■ **Assigned task**: While reading through the material below, copy each line that holds the word "relayed".

■ **Provided data**:
###

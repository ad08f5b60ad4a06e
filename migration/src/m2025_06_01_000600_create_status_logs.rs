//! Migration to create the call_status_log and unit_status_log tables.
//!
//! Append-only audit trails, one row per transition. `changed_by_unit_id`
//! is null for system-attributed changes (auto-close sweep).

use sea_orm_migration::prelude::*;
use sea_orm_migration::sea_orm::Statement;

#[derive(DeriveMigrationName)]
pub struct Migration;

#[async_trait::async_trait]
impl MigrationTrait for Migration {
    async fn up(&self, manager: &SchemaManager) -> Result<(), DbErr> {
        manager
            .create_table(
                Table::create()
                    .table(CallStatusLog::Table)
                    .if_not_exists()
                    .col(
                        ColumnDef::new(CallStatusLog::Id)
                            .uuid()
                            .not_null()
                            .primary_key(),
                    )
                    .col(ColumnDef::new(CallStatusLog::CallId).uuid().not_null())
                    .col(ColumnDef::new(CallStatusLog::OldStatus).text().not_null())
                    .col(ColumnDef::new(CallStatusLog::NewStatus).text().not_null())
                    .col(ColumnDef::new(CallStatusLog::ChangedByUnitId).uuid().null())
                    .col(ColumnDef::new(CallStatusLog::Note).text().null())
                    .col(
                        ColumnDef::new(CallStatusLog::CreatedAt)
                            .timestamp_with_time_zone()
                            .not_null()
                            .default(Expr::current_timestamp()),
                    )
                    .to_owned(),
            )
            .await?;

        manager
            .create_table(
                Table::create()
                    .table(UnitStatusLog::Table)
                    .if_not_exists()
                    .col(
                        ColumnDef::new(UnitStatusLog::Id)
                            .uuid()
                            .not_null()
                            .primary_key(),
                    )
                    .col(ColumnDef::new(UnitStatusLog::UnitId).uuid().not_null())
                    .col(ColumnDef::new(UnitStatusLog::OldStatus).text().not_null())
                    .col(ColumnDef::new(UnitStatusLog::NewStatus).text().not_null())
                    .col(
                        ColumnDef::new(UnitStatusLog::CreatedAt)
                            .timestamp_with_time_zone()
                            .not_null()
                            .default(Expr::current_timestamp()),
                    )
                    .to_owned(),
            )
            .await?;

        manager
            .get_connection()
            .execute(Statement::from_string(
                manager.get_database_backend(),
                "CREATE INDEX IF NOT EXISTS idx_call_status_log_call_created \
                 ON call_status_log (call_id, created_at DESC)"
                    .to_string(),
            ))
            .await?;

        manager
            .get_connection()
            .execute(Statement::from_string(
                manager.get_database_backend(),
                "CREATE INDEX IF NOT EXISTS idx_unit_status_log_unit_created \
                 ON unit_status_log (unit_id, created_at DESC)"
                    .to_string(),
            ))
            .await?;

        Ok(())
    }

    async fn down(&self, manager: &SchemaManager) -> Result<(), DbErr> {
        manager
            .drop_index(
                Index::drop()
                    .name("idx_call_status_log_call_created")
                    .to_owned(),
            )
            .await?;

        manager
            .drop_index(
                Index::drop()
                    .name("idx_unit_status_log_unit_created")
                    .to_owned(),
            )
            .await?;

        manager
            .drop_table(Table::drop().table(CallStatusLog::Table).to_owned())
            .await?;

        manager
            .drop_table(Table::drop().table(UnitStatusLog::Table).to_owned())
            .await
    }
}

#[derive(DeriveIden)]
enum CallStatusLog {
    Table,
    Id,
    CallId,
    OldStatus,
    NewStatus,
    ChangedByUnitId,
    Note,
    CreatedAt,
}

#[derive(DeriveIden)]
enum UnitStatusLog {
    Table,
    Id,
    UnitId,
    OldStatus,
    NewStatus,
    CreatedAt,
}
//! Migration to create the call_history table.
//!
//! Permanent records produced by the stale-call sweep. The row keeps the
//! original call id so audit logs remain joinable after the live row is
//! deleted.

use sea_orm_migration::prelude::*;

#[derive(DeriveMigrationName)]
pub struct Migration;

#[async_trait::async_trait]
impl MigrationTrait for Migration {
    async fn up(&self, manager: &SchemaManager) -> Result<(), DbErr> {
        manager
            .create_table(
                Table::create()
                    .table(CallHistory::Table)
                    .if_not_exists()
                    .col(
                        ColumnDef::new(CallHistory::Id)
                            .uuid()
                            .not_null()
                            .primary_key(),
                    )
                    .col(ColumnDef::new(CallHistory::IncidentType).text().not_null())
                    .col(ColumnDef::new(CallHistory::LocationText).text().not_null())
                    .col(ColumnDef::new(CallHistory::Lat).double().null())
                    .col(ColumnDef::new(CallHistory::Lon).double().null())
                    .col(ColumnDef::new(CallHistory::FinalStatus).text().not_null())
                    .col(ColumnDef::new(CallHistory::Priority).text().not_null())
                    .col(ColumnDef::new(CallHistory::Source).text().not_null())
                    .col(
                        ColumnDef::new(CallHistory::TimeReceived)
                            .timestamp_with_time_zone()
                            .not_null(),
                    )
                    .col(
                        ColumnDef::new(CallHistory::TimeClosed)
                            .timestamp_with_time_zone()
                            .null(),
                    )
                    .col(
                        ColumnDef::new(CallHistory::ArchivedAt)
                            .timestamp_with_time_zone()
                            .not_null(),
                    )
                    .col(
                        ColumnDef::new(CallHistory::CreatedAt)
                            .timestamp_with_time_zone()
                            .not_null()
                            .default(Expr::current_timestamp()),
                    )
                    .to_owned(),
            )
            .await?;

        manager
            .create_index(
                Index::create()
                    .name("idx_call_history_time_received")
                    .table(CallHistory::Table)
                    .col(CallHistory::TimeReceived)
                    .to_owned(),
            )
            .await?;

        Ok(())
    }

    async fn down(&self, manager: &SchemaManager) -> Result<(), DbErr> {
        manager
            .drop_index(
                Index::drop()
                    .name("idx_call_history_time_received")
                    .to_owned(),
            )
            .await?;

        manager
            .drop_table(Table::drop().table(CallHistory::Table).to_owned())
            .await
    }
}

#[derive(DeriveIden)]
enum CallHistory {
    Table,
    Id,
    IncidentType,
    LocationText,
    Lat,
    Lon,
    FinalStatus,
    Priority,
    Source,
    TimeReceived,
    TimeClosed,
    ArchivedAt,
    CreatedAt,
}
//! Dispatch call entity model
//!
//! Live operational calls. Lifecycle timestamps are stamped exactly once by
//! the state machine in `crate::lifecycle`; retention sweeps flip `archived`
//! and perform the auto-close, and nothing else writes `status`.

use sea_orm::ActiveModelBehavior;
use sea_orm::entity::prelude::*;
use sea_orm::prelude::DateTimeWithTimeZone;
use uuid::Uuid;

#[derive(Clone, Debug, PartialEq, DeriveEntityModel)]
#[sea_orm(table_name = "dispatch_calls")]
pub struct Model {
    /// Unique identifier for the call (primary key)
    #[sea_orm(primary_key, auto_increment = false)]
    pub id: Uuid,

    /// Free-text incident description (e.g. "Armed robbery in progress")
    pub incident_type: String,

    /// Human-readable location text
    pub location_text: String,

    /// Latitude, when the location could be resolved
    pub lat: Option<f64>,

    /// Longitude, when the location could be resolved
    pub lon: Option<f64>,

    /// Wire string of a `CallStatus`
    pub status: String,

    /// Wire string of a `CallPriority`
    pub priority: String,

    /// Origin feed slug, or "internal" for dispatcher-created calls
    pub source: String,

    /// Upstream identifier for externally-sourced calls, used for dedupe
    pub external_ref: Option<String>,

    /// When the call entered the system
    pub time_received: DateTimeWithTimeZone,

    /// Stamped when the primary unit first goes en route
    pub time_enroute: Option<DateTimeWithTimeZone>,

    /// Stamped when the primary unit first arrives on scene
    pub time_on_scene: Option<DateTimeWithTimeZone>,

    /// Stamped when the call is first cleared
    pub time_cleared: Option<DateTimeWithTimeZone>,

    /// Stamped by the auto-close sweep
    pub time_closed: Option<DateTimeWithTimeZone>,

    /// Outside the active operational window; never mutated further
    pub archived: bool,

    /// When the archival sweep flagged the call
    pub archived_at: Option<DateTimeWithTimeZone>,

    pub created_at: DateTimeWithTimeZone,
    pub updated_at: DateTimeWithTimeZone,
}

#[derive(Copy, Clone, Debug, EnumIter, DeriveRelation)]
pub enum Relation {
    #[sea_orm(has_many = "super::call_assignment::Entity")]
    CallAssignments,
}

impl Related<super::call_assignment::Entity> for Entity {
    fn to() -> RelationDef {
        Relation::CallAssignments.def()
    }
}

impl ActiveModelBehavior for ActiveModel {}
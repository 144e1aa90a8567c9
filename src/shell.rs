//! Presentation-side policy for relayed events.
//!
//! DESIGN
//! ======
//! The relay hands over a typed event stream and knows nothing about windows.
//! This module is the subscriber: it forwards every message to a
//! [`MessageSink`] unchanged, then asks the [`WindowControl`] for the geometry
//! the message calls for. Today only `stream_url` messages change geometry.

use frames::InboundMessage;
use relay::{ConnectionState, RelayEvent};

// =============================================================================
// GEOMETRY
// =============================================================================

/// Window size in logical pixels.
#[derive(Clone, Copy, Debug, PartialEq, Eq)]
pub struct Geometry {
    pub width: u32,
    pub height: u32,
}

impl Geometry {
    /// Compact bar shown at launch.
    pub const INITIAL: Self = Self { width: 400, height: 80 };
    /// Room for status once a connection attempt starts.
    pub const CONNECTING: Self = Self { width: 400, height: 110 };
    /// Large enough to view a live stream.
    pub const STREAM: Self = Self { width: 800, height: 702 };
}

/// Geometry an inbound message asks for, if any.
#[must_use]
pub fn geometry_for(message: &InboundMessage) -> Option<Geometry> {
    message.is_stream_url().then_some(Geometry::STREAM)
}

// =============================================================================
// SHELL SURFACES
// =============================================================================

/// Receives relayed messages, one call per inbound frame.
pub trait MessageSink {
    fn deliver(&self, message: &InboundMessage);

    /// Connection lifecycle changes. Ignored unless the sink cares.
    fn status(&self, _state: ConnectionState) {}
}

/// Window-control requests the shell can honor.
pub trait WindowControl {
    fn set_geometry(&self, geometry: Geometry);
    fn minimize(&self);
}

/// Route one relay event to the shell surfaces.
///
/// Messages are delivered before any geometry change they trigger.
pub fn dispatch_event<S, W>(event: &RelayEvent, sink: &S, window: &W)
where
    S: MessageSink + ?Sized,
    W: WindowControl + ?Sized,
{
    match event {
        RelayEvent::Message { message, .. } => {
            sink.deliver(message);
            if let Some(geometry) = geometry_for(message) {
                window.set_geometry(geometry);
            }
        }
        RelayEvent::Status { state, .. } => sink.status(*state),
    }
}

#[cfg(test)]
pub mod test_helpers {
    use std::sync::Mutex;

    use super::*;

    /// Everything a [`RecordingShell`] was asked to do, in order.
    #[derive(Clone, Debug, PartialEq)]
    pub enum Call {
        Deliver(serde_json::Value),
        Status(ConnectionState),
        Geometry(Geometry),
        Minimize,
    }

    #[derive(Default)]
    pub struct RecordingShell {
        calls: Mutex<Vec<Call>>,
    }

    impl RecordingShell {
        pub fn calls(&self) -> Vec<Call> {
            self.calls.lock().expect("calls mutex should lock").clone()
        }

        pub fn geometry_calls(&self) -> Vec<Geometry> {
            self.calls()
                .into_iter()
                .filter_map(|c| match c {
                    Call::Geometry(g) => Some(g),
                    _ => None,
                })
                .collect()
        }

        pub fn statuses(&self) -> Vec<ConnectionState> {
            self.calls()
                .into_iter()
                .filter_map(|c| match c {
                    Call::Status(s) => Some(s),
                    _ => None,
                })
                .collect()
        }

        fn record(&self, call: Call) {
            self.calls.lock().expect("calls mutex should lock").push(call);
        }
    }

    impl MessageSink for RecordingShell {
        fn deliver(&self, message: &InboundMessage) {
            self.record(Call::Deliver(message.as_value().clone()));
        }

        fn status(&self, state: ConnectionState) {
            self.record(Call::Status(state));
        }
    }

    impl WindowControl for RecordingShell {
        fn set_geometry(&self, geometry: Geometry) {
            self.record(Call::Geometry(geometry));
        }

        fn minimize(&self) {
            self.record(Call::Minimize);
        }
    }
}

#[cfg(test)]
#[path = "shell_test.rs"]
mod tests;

###

■ **Solution to the exercise**:
//! Presentation-side policy for relayed events.
/// Receives relayed messages, one call per inbound frame.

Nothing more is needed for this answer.